BEGIN Given entries

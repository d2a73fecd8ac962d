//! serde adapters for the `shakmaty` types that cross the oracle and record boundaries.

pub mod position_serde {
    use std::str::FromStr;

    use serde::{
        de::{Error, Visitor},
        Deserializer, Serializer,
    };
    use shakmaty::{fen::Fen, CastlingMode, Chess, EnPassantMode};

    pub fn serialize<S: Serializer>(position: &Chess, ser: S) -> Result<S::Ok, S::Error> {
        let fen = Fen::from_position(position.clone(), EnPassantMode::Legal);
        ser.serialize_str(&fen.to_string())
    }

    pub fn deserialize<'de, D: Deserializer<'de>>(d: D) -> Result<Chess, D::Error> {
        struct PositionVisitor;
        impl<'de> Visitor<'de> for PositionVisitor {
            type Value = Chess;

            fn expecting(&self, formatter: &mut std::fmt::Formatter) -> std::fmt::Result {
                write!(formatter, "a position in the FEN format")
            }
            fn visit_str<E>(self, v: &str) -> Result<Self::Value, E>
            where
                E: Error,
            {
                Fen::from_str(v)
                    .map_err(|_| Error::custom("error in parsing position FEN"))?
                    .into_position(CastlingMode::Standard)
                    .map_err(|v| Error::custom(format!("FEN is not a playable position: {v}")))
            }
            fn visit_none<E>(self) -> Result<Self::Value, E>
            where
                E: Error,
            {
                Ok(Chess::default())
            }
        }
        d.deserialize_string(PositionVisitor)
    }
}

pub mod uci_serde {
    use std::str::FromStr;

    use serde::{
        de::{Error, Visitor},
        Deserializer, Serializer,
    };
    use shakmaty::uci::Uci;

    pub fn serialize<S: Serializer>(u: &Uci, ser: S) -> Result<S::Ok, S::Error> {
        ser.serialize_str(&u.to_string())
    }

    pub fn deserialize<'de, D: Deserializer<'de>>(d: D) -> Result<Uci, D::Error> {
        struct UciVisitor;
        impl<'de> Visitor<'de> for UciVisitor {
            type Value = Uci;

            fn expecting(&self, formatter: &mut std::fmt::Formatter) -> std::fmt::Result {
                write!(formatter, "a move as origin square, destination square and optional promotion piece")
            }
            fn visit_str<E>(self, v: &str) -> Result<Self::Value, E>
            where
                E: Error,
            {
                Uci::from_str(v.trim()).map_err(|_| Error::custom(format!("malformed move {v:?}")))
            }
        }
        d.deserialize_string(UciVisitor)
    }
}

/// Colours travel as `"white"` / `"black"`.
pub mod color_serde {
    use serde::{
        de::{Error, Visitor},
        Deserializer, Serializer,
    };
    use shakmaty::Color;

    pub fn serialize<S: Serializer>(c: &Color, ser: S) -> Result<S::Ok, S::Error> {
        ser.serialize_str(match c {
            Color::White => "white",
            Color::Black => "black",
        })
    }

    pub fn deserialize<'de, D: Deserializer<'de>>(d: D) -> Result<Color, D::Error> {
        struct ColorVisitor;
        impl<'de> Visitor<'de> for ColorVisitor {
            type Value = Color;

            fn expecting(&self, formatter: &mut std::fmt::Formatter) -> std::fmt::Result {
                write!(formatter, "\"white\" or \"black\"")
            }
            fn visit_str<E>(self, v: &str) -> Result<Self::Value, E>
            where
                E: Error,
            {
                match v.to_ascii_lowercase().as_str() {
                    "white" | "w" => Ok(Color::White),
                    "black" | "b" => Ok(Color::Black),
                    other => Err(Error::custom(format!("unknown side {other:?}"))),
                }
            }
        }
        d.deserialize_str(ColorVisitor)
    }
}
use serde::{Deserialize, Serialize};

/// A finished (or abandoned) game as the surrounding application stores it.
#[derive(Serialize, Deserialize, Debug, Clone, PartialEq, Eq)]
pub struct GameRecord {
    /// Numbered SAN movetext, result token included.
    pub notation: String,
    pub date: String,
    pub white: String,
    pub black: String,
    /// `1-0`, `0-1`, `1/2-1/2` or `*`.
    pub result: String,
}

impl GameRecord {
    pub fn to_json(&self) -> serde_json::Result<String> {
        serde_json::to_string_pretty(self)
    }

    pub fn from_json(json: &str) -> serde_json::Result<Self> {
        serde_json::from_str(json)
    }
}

END Given entries

→ Task requirements
Your answer should consist of the lines from the listing that hold the word "GameRecord".

→ Result of this exercise
pub struct GameRecord {
impl GameRecord {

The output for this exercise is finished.